Diante da minha incredulidade, disfarçada de curiosidade de ver até onde é que ia o delírio, balbuciei um “Ai sim?”, para que ela continuasse e desfizesse, antes de se fazer, o nó que a minha cabeça ameaçava formar, apertado. Cheia de si, continuou:

- Por acaso, gostava de conhecer a minha sósia.

Percebi, desolada, que não ia desenvolver a tese, que, embora não seja inovadora, sabe sempre bem ouvir novas versões, quanto mais não seja para atestar do QI que vai pelo planeta. Percebi também que a sósia a que ela se referia era apenas no plano físico. Logo eu, que nunca quis ter uma gémea, que nunca desejei ter filhos gémeos. Não pelo trabalho em dobro, sim porque não vivo bem com pequenas desigualdades (com grandes, nem se fala) e comparações constantes.

Vou fingir que acredito na teoria. Descontando (literalmente) o facto de que morrem milhares de pessoas por dia, será que a minha sósia ainda está viva? Que idade tem? Creio ainda que existe uma enorme parcela do globo onde ela não viverá com certeza, pois eu tenho exactamente zero de asiática e de africana.

Sou única. As minhas cicatrizes contam a história da minha vida, pelo menos desde os cinco anos. O meu corpo guarda-as todas, como a um tesouro que conquistei a pulso e é só meu. Quantas costuras tenho? Nunca contei, mas andarão próximo das de uma boneca de trapos. Não tenho sósia alguma, e, mesmo quanto ao carácter, igualmente cheio de cicatrizes, é irrepetível.



02/06/2023

Dona Isabel

Vi-a a caminhar à minha frente, ladeira abaixo em direcção à escola, de onde está oficialmente reformada, mas não emocionalmente desvinculada. É Dia Mundial da Criança e lá vai ela, certamente distribuir beijos, abraços e berros, os olhinhos muito pequenos e verdes, sempre em linha com o sorriso constante. Um dia disse-lhe que ouvia os berros dela de casa, a cinquenta metros da escola. Deu uma gargalhada, acompanhada de um soluço, como sempre faz, e gaguejou que já lhe tinham dito isso. Com a bata-bibe vestida, sempre rodeada de crianças, era ter outro porte e lembraria a Senhora da Conceição. Mas, sem romantismos nem lirismos, veio ao mundo pequenina e rechonchuda, quase quadrada, quase redonda, com um infinito e aposto que confortável colo. “Põe o chapéu, olha o sol!”, “Não ponhas os pés na poça que te constipas!”, “Ó Pedro, não voltas a bater no Miguel!”, voz de longo alcance, a tomar conta, a conhecer todos pelo nome, adorada por todos.
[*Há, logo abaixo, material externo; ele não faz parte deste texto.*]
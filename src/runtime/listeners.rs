//! Window-wide pointer event bus
//!
//! Shared by every component that needs pointer events outside its own
//! bounds. A listener stays registered until explicitly detached, so owners
//! must detach on teardown or keep receiving events against stale state.

use serde::{Deserialize, Serialize};

/// Pointer events delivered to window-level listeners
#[derive(Debug, Clone, Copy, PartialEq, Serialize, Deserialize)]
pub enum WindowPointerEvent {
    Move { client_x: f32, client_y: f32 },
    Up,
}

#[derive(Debug, Clone, Copy, PartialEq, Eq, Hash)]
pub struct ListenerId(u64);

type Listener = Box<dyn FnMut(&WindowPointerEvent)>;

#[derive(Default)]
pub struct WindowListeners {
    next_id: u64,
    listeners: Vec<(ListenerId, Listener)>,
}

impl std::fmt::Debug for WindowListeners {
    fn fmt(&self, f: &mut std::fmt::Formatter<'_>) -> std::fmt::Result {
        f.debug_struct("WindowListeners")
            .field("count", &self.listeners.len())
            .finish()
    }
}

impl WindowListeners {
    pub fn new() -> Self {
        Self::default()
    }

    pub fn attach(&mut self, listener: impl FnMut(&WindowPointerEvent) + 'static) -> ListenerId {
        let id = ListenerId(self.next_id);
        self.next_id += 1;
        self.listeners.push((id, Box::new(listener)));
        id
    }

    pub fn detach(&mut self, id: ListenerId) -> bool {
        let before = self.listeners.len();
        self.listeners.retain(|(lid, _)| *lid != id);
        self.listeners.len() != before
    }

    pub fn is_attached(&self, id: ListenerId) -> bool {
        self.listeners.iter().any(|(lid, _)| *lid == id)
    }

    pub fn len(&self) -> usize {
        self.listeners.len()
    }

    pub fn is_empty(&self) -> bool {
        self.listeners.is_empty()
    }

    /// Deliver `event` to every listener in attach order
    pub fn dispatch(&mut self, event: &WindowPointerEvent) {
        for (_, listener) in self.listeners.iter_mut() {
            listener(event);
        }
    }
}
Agora aí vai ela, fatinho de calça e casaco preto “estilo Chanel”, com um debrum branco, a calça atrevidamente curta, a mostrar o tornozelo, sandálias rasas de inspiração inglesa, “Tem piada, esta mulher, destituída de um corpo bem feito — anos e anos de trabalho físico e má alimentação —, tem uma certa pinta a vestir-se. Não cai no ridículo da legging com a blusa leopardo”. Nunca a vi com outra idade, já a conheço há quase trinta anos e não lhe perscruto alteração alguma, e entretanto passou a bisavó. Quando me encontra, pergunta-me sempre pelos meus meninos, sabe-lhes os nomes e as gracinhas desde o jardim de infância. 
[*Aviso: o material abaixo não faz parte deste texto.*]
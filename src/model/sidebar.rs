//! Sidebar geometry as persisted: CSS-like width strings and the expanded flag

use serde::{Deserialize, Serialize};
use thiserror::Error;

use crate::config::{SidebarLimits, WidthRange};

/// Why a persisted width could not be read as pixels
#[derive(Debug, Clone, PartialEq, Error)]
pub enum DimensionError {
    #[error("width is empty")]
    Empty,
    #[error("width {0:?} is not a number")]
    NotANumber(String),
    #[error("width {0} is not finite")]
    NonFinite(f32),
    #[error("width {0} is negative")]
    Negative(f32),
}

/// A width as stored by the layout store, e.g. `"400px"`
///
/// Stored as text because other components persist and exchange it that way.
/// A bare number without the unit is accepted on read; writes always carry `px`.
#[derive(Debug, Clone, PartialEq, Eq, Hash, Serialize, Deserialize)]
#[serde(transparent)]
pub struct Dimension(String);

impl Dimension {
    /// Format a pixel width, rounded to whole pixels
    pub fn px(value: f32) -> Self {
        Dimension(format!("{}px", value.round() as i64))
    }

    pub fn raw(text: impl Into<String>) -> Self {
        Dimension(text.into())
    }

    pub fn as_str(&self) -> &str {
        &self.0
    }

    pub fn parse_px(&self) -> Result<f32, DimensionError> {
        let text = self.0.trim();
        if text.is_empty() {
            return Err(DimensionError::Empty);
        }
        let number = text.strip_suffix("px").unwrap_or(text).trim();
        let value: f32 = number
            .parse()
            .map_err(|_| DimensionError::NotANumber(self.0.clone()))?;
        if !value.is_finite() {
            return Err(DimensionError::NonFinite(value));
        }
        if value < 0.0 {
            return Err(DimensionError::Negative(value));
        }
        Ok(value)
    }

    /// Pixels, or `fallback` when the stored text is unreadable
    pub fn resolve(&self, fallback: f32) -> f32 {
        match self.parse_px() {
            Ok(value) => value,
            Err(e) => {
                tracing::warn!(target: "store", width = %self.0, fallback, "{e}, using fallback");
                fallback
            }
        }
    }
}

impl std::fmt::Display for Dimension {
    fn fmt(&self, f: &mut std::fmt::Formatter<'_>) -> std::fmt::Result {
        f.write_str(&self.0)
    }
}

/// Panel geometry shared by every component that touches the shell
#[derive(Debug, Clone, PartialEq, Serialize, Deserialize)]
#[serde(rename_all = "camelCase")]
pub struct SidebarConfig {
    pub left_width: Dimension,
    pub right_width: Dimension,
    #[serde(default)]
    pub right_expanded: bool,
}

impl Default for SidebarConfig {
    fn default() -> Self {
        Self::from_limits(&SidebarLimits::default())
    }
}

impl SidebarConfig {
    pub fn from_limits(limits: &SidebarLimits) -> Self {
        Self {
            left_width: Dimension::px(limits.left.default),
            right_width: Dimension::px(limits.right.default),
            right_expanded: false,
        }
    }

    pub fn left_px(&self, limits: &SidebarLimits) -> f32 {
        self.left_width.resolve(limits.left.default)
    }

    pub fn right_px(&self, limits: &SidebarLimits) -> f32 {
        self.right_width.resolve(limits.right.default)
    }

    /// Merge a partial update. Returns true if anything changed.
    pub fn apply(&mut self, patch: SidebarPatch) -> bool {
        let before = self.clone();
        if let Some(width) = patch.left_width {
            self.left_width = width;
        }
        if let Some(width) = patch.right_width {
            self.right_width = width;
        }
        if let Some(expanded) = patch.right_expanded {
            self.right_expanded = expanded;
        }
        *self != before
    }
}

/// Partial write to a `SidebarConfig`
#[derive(Debug, Clone, Default, PartialEq)]
pub struct SidebarPatch {
    pub left_width: Option<Dimension>,
    pub right_width: Option<Dimension>,
    pub right_expanded: Option<bool>,
}

impl SidebarPatch {
    pub fn left_width(px: f32) -> Self {
        Self {
            left_width: Some(Dimension::px(px)),
            ..Self::default()
        }
    }

    pub fn right_width(px: f32) -> Self {
        Self {
            right_width: Some(Dimension::px(px)),
            ..Self::default()
        }
    }

    pub fn right_expanded(expanded: bool) -> Self {
        Self {
            right_expanded: Some(expanded),
            ..Self::default()
        }
    }
}

/// Width clamping for the two resize edges
///
/// Ranges come from configuration; the controller never hardcodes them.
#[derive(Debug, Clone, Copy, PartialEq)]
pub struct ClampPolicy {
    pub left: WidthRange,
    pub right: WidthRange,
}

impl ClampPolicy {
    pub fn new(limits: &SidebarLimits) -> Self {
        Self {
            left: limits.left,
            right: limits.right,
        }
    }

    pub fn clamp_left_width(&self, px: f32) -> f32 {
        self.left.clamp(px)
    }

    pub fn clamp_right_width(&self, px: f32) -> f32 {
        self.right.clamp(px)
    }
}

impl Default for ClampPolicy {
    fn default() -> Self {
        Self::new(&SidebarLimits::default())
    }
}

#[cfg(test)]
mod tests {
    use super::*;

    #[test]
    fn test_parse_px_accepts_unit_and_bare_numbers() {
        assert_eq!(Dimension::raw("400px").parse_px(), Ok(400.0));
        assert_eq!(Dimension::raw(" 312.5px ").parse_px(), Ok(312.5));
        assert_eq!(Dimension::raw("280").parse_px(), Ok(280.0));
    }

    #[test]
    fn test_parse_px_rejects_garbage() {
        assert_eq!(Dimension::raw("").parse_px(), Err(DimensionError::Empty));
        assert!(matches!(
            Dimension::raw("wide").parse_px(),
            Err(DimensionError::NotANumber(_))
        ));
        assert!(matches!(
            Dimension::raw("12em").parse_px(),
            Err(DimensionError::NotANumber(_))
        ));
        assert_eq!(
            Dimension::raw("-20px").parse_px(),
            Err(DimensionError::Negative(-20.0))
        );
        assert!(matches!(
            Dimension::raw("NaNpx").parse_px(),
            Err(DimensionError::NonFinite(_))
        ));
    }

    #[test]
    fn test_malformed_width_falls_back_to_default() {
        let limits = SidebarLimits::default();
        let config = SidebarConfig {
            left_width: Dimension::raw("auto"),
            right_width: Dimension::raw("abcpx"),
            right_expanded: true,
        };
        assert_eq!(config.left_px(&limits), limits.left.default);
        assert_eq!(config.right_px(&limits), limits.right.default);
    }

    #[test]
    fn test_px_rounds_to_whole_pixels() {
        assert_eq!(Dimension::px(233.6).as_str(), "234px");
        assert_eq!(Dimension::px(250.0).as_str(), "250px");
    }

    #[test]
    fn test_apply_reports_changes() {
        let mut config = SidebarConfig::default();
        assert!(!config.apply(SidebarPatch::default()));
        assert!(config.apply(SidebarPatch::right_expanded(true)));
        assert!(!config.apply(SidebarPatch::right_expanded(true)));
        assert!(config.apply(SidebarPatch::left_width(200.0)));
        assert_eq!(config.left_width.as_str(), "200px");
    }

    #[test]
    fn test_serde_uses_camel_case_keys() {
        let config: SidebarConfig = serde_json::from_str(
            r#"{"leftWidth":"300px","rightWidth":"oops","rightExpanded":true}"#,
        )
        .unwrap();
        assert_eq!(config.left_width.as_str(), "300px");
        assert!(config.right_expanded);
        assert_eq!(config.right_px(&SidebarLimits::default()), 400.0);
    }
}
Deixo-me então ficar parada para que ela avance e se distancie o suficiente para que não nos encontremos à porta da escola. Seria demasiado doloroso para mim explicar a razão do meu cabelo curto e estragar aquele sol que raiava na ladeira quando visse os olhos pequeninos e verdes dela a perderem a luz e a encherem-se de água.